Senior Product Designer.

Research, strategy, visual design, and team management

Duration

18 Months

Jan 2024 – May 2025

Team

3 designers (managed)

Product Managers

Engineering (full-stack), Founders

Marketing

Industry

Cryptocurrency

The problem

Users were landing, getting confused, and leaving before making a single trade

The Solution

Clarity and credibility drove the growth numbers but the real outcome was retention.

The Outcome

+400%

Trading volume growth YoY — following the redesign launch

+350%

Organic user growth YoY across the 18-month engagement

+950k

User trades completed on the redesigned platform

About OKU

OKU Trade is the most powerful way to trade across 30+ blockchains chain but no one knew how to use it.

OKU Trade is a zero-fee DEX aggregator layered on top of Uniswap’s liquidity engine. It was technically superior to most alternatives deeper data, limit orders, real-time analytics but the product was being built by engineers for engineers. The UX assumed users understood on-chain mechanics, gas estimation, and liquidity routing. Most didn't.

The business model depended on trading volume. Every abandoned transaction was direct revenue loss and every confused user who left became a negative signal in a space where trust is already fragile.

The Problem

Users were landing on Oku trade, getting confused, and leaving before making a single transaction.
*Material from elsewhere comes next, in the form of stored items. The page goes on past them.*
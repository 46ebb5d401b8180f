//! PostgreSQL state storage
//!
//! Persists settings, the Kit resource cache and the unsynced-order work queue.

pub mod adapter;
pub mod client;
pub mod models;

pub use adapter::PostgreSQLAdapter;
pub use client::PostgreSQLClient;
Despite strong inbound traffic, the swap completion rate was poor. The platform's primary action initiating a token swap was buried beneath charts, analytics panels, and DeFi-native terminology that most retail users didn't have the mental model to decode.

The core tension: OKU's power users loved the data density. But that same density was the reason new users couldn't find the front door. We needed to serve both without stripping the product of what made it valuable.

My Role & Ownership

I worked cross functionally but led this end-to-end from research and strategy through to managing the team shipping the product

I conductedresearch, scoped features, designed systems, managed two designers, collaborated directly with the co-founders on product direction, and partnered with engineering on delivery. I also owned all marketing design output during this period.

Research

I ran lean research under real timeline pressure and focused on where the breakdown actually happened.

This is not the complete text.